* _Dataset entries_

/---

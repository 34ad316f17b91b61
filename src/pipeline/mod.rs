//! Single-task build pipeline.
//!
//! One [`BuildTask`] describes one bundle (server, client, or a named client
//! entry group); [`runner::PipelineRunner`] drives it through its stages:
//!
//! ```text
//! Idle -> (Clean) -> (CacheCheck) -> hit  -> Done
//!                                 \-> miss -> Compile -> (PostProcess)
//!                                             -> (Validate) -> CacheWrite -> Done
//! ```
//!
//! Executed stages record their duration in the task's [`PerfLedger`];
//! skipped stages leave no trace. Clean rounds skip the hit branch: the
//! wipe deleted the output files a cached result would point at.

pub mod validate;

mod runner;

pub use runner::PipelineRunner;

pub(crate) use runner::clean_dir;

use serde::{Deserialize, Serialize};
use std::fmt;
use std::path::PathBuf;

use crate::compiler::{BuildOptions, DependencyManifest};
use crate::config::{EntryGroup, PipelineConfig};
use crate::perf::PerfLedger;

/// Which bundle a task produces.
#[derive(Debug, Clone, Copy, PartialEq, Eq, Serialize, Deserialize)]
#[serde(rename_all = "lowercase")]
pub enum TaskKind {
    Server,
    Client,
}

impl TaskKind {
    pub const fn as_str(self) -> &'static str {
        match self {
            Self::Server => "server",
            Self::Client => "client",
        }
    }
}

impl fmt::Display for TaskKind {
    fn fmt(&self, f: &mut fmt::Formatter<'_>) -> fmt::Result {
        f.write_str(self.as_str())
    }
}

/// One concrete unit of build work.
#[derive(Debug, Clone)]
pub struct BuildTask {
    /// Unique task name; also the key for persisted dependency manifests.
    pub name: String,
    pub kind: TaskKind,
    pub entry: Vec<PathBuf>,
    pub outdir: PathBuf,
    /// Declared output files, validated after fresh client builds.
    pub outputs: Vec<PathBuf>,
    pub options: BuildOptions,
    /// Whether results for this task go through the cache.
    pub cache: bool,
    /// Whether this task wipes its output directory before building.
    /// The orchestrator clears this on tasks that share an outdir and
    /// wipes the directory once itself.
    pub clean: bool,
    /// Compile even when the fingerprint matches a cached entry. Set for
    /// clean rounds: the wipe deleted the files a hit would point at.
    pub force: bool,
}

impl BuildTask {
    /// Task for a configured pipeline section.
    pub fn from_config(kind: TaskKind, config: &PipelineConfig, clean: bool) -> Self {
        Self {
            name: kind.as_str().to_string(),
            kind,
            entry: config.entry.clone(),
            outdir: config.outdir.clone(),
            outputs: config.outputs.clone(),
            options: config.options.clone(),
            cache: config.cache,
            clean,
            force: clean,
        }
    }

    /// Client task for a named entry group, reusing the client pipeline
    /// settings with the group's own entries and output directory.
    pub fn from_entry_group(client: &PipelineConfig, group: &EntryGroup, clean: bool) -> Self {
        Self {
            name: format!("client:{}", group.name),
            kind: TaskKind::Client,
            entry: group.entry.clone(),
            outdir: group.outdir.clone().unwrap_or_else(|| client.outdir.clone()),
            outputs: Vec::new(),
            options: client.options.clone(),
            cache: client.cache,
            clean,
            force: clean,
        }
    }
}

/// The outcome of one completed task.
#[derive(Debug, Clone)]
pub struct TaskResult {
    pub task: String,
    pub kind: TaskKind,
    pub output_files: Vec<PathBuf>,
    /// Transitive input closure of the compile, when reported.
    pub manifest: Option<DependencyManifest>,
    pub perf: PerfLedger,
    /// True when the result came out of the cache without compiling.
    pub cache_hit: bool,
}

#[cfg(test)]
mod tests {
    use super::*;

    fn client_config() -> PipelineConfig {
        PipelineConfig {
            entry: vec![PathBuf::from("/p/src/app.ts")],
            outdir: PathBuf::from("/p/dist"),
            outputs: vec![PathBuf::from("/p/dist/app.js")],
            command: vec!["bundler".into()],
            metafile: None,
            options: BuildOptions::default(),
            cache: true,
        }
    }

    #[test]
    fn test_task_from_config() {
        let task = BuildTask::from_config(TaskKind::Client, &client_config(), false);
        assert_eq!(task.name, "client");
        assert_eq!(task.kind, TaskKind::Client);
        assert!(task.cache);
        assert!(!task.clean);
        assert!(!task.force);
    }

    #[test]
    fn test_task_from_entry_group() {
        let group = EntryGroup {
            name: "admin".into(),
            entry: vec![PathBuf::from("/p/src/admin.ts")],
            outdir: None,
        };
        let task = BuildTask::from_entry_group(&client_config(), &group, false);
        assert_eq!(task.name, "client:admin");
        assert_eq!(task.entry, vec![PathBuf::from("/p/src/admin.ts")]);
        // No own outdir: inherits the client pipeline's.
        assert_eq!(task.outdir, PathBuf::from("/p/dist"));
        // Group outputs are not declared, so nothing to validate by path.
        assert!(task.outputs.is_empty());
    }
}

\---

* _WHAT THE EXERCISE ASKS_
The full set of entries must be restated exactly, with none omitted.

* _SOLUTION_
repository 34ad316f17b91b61
filename src/pipeline/mod.rs
//! Single-task build pipeline.
//!
//! One [`BuildTask`] describes one bundle (server, client, or a named client
//! entry group); [`runner::PipelineRunner`] drives it through its stages:
//!
//! ```text
//! Idle -> (Clean) -> (CacheCheck) -> hit  -> Done
//!                                 \-> miss -> Compile -> (PostProcess)
//!                                             -> (Validate) -> CacheWrite -> Done
//! ```
//!
//! Executed stages record their duration in the task's [`PerfLedger`];
//! skipped stages leave no trace. Clean rounds skip the hit branch: the
//! wipe deleted the output files a cached result would point at.

pub mod validate;

mod runner;

pub use runner::PipelineRunner;

pub(crate) use runner::clean_dir;

use serde::{Deserialize, Serialize};
use std::fmt;
use std::path::PathBuf;

use crate::compiler::{BuildOptions, DependencyManifest};
use crate::config::{EntryGroup, PipelineConfig};
use crate::perf::PerfLedger;

/// Which bundle a task produces.
#[derive(Debug, Clone, Copy, PartialEq, Eq, Serialize, Deserialize)]
#[serde(rename_all = "lowercase")]
pub enum TaskKind {
    Server,
    Client,
}

impl TaskKind {
    pub const fn as_str(self) -> &'static str {
        match self {
            Self::Server => "server",
            Self::Client => "client",
        }
    }
}

impl fmt::Display for TaskKind {
    fn fmt(&self, f: &mut fmt::Formatter<'_>) -> fmt::Result {
        f.write_str(self.as_str())
    }
}

/// One concrete unit of build work.
#[derive(Debug, Clone)]
pub struct BuildTask {
    /// Unique task name; also the key for persisted dependency manifests.
    pub name: String,
    pub kind: TaskKind,
    pub entry: Vec<PathBuf>,
    pub outdir: PathBuf,
    /// Declared output files, validated after fresh client builds.
    pub outputs: Vec<PathBuf>,
    pub options: BuildOptions,
    /// Whether results for this task go through the cache.
    pub cache: bool,
    /// Whether this task wipes its output directory before building.
    /// The orchestrator clears this on tasks that share an outdir and
    /// wipes the directory once itself.
    pub clean: bool,
    /// Compile even when the fingerprint matches a cached entry. Set for
    /// clean rounds: the wipe deleted the files a hit would point at.
    pub force: bool,
}

impl BuildTask {
    /// Task for a configured pipeline section.
    pub fn from_config(kind: TaskKind, config: &PipelineConfig, clean: bool) -> Self {
        Self {
            name: kind.as_str().to_string(),
            kind,
            entry: config.entry.clone(),
            outdir: config.outdir.clone(),
            outputs: config.outputs.clone(),
            options: config.options.clone(),
            cache: config.cache,
            clean,
            force: clean,
        }
    }

    /// Client task for a named entry group, reusing the client pipeline
    /// settings with the group's own entries and output directory.
    pub fn from_entry_group(client: &PipelineConfig, group: &EntryGroup, clean: bool) -> Self {
        Self {
            name: format!("client:{}", group.name),
            kind: TaskKind::Client,
            entry: group.entry.clone(),
            outdir: group.outdir.clone().unwrap_or_else(|| client.outdir.clone()),
            outputs: Vec::new(),
            options: client.options.clone(),
            cache: client.cache,
            clean,
            force: clean,
        }
    }
}

/// The outcome of one completed task.
#[derive(Debug, Clone)]
pub struct TaskResult {
    pub task: String,
    pub kind: TaskKind,
    pub output_files: Vec<PathBuf>,
    /// Transitive input closure of the compile, when reported.
    pub manifest: Option<DependencyManifest>,
    pub perf: PerfLedger,
    /// True when the result came out of the cache without compiling.
    pub cache_hit: bool,
}

#[cfg(test)]
mod tests {
    use super::*;

    fn client_config() -> PipelineConfig {
        PipelineConfig {
            entry: vec![PathBuf::from("/p/src/app.ts")],
            outdir: PathBuf::from("/p/dist"),
            outputs: vec![PathBuf::from("/p/dist/app.js")],
            command: vec!["bundler".into()],
            metafile: None,
            options: BuildOptions::default(),
            cache: true,
        }
    }

    #[test]
    fn test_task_from_config() {
        let task = BuildTask::from_config(TaskKind::Client, &client_config(), false);
        assert_eq!(task.name, "client");
        assert_eq!(task.kind, TaskKind::Client);
        assert!(task.cache);
        assert!(!task.clean);
        assert!(!task.force);
    }

    #[test]
    fn test_task_from_entry_group() {
        let group = EntryGroup {
            name: "admin".into(),
            entry: vec![PathBuf::from("/p/src/admin.ts")],
            outdir: None,
        };
        let task = BuildTask::from_entry_group(&client_config(), &group, false);
        assert_eq!(task.name, "client:admin");
        assert_eq!(task.entry, vec![PathBuf::from("/p/src/admin.ts")]);
        // No own outdir: inherits the client pipeline's.
        assert_eq!(task.outdir, PathBuf::from("/p/dist"));
        // Group outputs are not declared, so nothing to validate by path.
        assert!(task.outputs.is_empty());
    }
}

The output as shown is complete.